Expression profiles of OsPPs under abiotic stress conditions. Three experimental stress conditions are denoted as CS: Cold Stress, DS: Drought Stress, SS: Salt Stress and S: control, 7 days old unstressed seedling. Color bar at the base represents log2 expression values, thereby green color representing low level expression, black shows medium level expression and red signifies high level expression. A gene is considered differentially expressed under abiotic stress conditions if it is up- or down-regulated at least two-fold, at P-value ≤ 0.05, with respect to the 7-days-old unstressed seedling.

Figure 5

Venn diagram for differentially expressed OsPPs. Protein phosphatase genes up-regulated (A), down-regulated (B) under different abiotic stress conditions. Different compartments showing the genes specific to either one particular stress (salt or drought or cold), involved in two stresses, or involved in all the three stresses. Protein phosphatase genes up-regulated (C), down-regulated (D) in stress and reproductive development showing overlapping expression pattern. Different compartments showing the genes specific to stress, panicle or seed stage or involved in stress-panicle, stress-seed or seed-panicle or involved in all the three conditions.

Figure 6

Expression profiles of OsPPs during reproductive development.
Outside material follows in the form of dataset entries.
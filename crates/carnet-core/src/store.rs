//! The `ContactStore` trait.
//!
//! Implemented by storage backends (e.g. `carnet-store-sqlite`). The form
//! orchestration in [`crate::form`] depends on this abstraction only.

use crate::contact::{Contact, ContactSummary};

/// Single-table access to the stored contacts, keyed by email.
///
/// Every call is synchronous and blocks until the backend answers.
pub trait ContactStore {
  type Error: std::error::Error + Send + Sync + 'static;

  /// Every contact as a list row, in storage order.
  fn list_all(&self) -> Result<Vec<ContactSummary>, Self::Error>;

  /// The contact stored under exactly `email`, if any.
  fn find_by_email(&self, email: &str) -> Result<Option<Contact>, Self::Error>;

  /// `true` when no stored contact uses `email`.
  fn is_email_unique(&self, email: &str) -> Result<bool, Self::Error>;

  /// Persist a new contact. Fails if its email is already stored.
  fn insert(&self, contact: &Contact) -> Result<(), Self::Error>;

  /// Overwrite every field of the contact stored under `current_email`.
  ///
  /// `contact.email` may differ from `current_email`; the backend rejects the
  /// write if another contact already uses it. Fails if no contact is stored
  /// under `current_email`.
  fn update_by_email(
    &self,
    current_email: &str,
    contact: &Contact,
  ) -> Result<(), Self::Error>;

  /// Remove the contact stored under `email`. Returns whether a row was
  /// removed.
  fn delete_by_email(&self, email: &str) -> Result<bool, Self::Error>;
}
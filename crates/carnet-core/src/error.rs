//! Error types for `carnet-core`.

use thiserror::Error;

/// A form field failed its shape check.
///
/// Variants are reported in the order the form is checked: name, first name,
/// birthdate, email.
#[derive(Debug, Clone, Copy, PartialEq, Eq, Error)]
pub enum ValidationError {
  #[error("Error: invalid last name!")]
  InvalidName,

  #[error("Error: invalid first name!")]
  InvalidFirstname,

  #[error("Error: date of birth is not valid!")]
  InvalidBirthdate,

  #[error("Error: the email address is not valid!")]
  InvalidEmail,
}

#[derive(Debug, Error)]
pub enum Error {
  #[error(transparent)]
  Validation(#[from] ValidationError),

  #[error("email address already in use: {0}")]
  EmailTaken(String),

  #[error("no contact with email {0}")]
  NotFound(String),

  #[error("storage error: {0}")]
  Storage(#[source] Box<dyn std::error::Error + Send + Sync>),
}

impl Error {
  /// Box any backend error into [`Error::Storage`].
  pub fn storage<E>(err: E) -> Self
  where
    E: std::error::Error + Send + Sync + 'static,
  {
    Self::Storage(Box::new(err))
  }
}

pub type Result<T, E = Error> = std::result::Result<T, E>;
Reproductive development comprising six stages of panicle [P1 (0-3 cm), P2 (3-5 cm), P3 (5-10 cm), P4 (10-15 cm), P5 (15-22 cm), and P6 (22-30 cm)] and five stages of seed [S1 (0-2 DAP), S2 (3-4 DAP), S3 (4-10 DAP), S4 (11-20 DAP) and S5 (21-29 DAP)] development. Genes are considered as up- or down-regulated w.r.t. all the vegetative controls, (L-mature leaf, R-root, and S-7-days-old seedling). Clustering of the expression profile was done with log transformed average values taking mature leaf as base line. The color scale at the bottom of the heat map is given in log2 intensity value. A gene is considered differentially expressed during reproductive development if it is up- or down-regulated at least two-fold, at P-value ≤ 0.05, with respect to the three vegetative controls (mature leaf, root and 7-days-old seedling).

Figure 7

Validation of expression profiles for selected OsPPs by Q-PCR. Two and three biological replicates were taken for Q-PCR and microarray analysis respectively. Standard error bars have been shown for data obtained using both the techniques. Y-axis represents raw expression values obtained using microarray and Q-PCR expression values normalized with the maximum average value obtained by microarray data and X-axis shows different experimental conditions; red bars represent the expression from microarrays, while blue bars represent the real-time PCR values.

Figure 8

Expression pattern of duplicated OsPP genes. The expression values of duplicated genes obtained from microarray data were compared in leaf (L), root (R) and 7-day-old seedling (SDL) tissue, and in various stages of panicle development (P1-P6), seed development (S1-S5) and cold stress (CS), dehydration stress (DS) and salt stress (SS). Each area graph represents compilation of the mean normalized signal intensity values from 17 stages of development/stress conditions. Gene pairs have been grouped into retention of expression, neo-functionalization and pseudo-functionalization based on their respective profile (A), expression pattern of OsPP genes in segmentally duplicated region of rice genome and (B), expression pattern of OsPP genes in tandem duplication.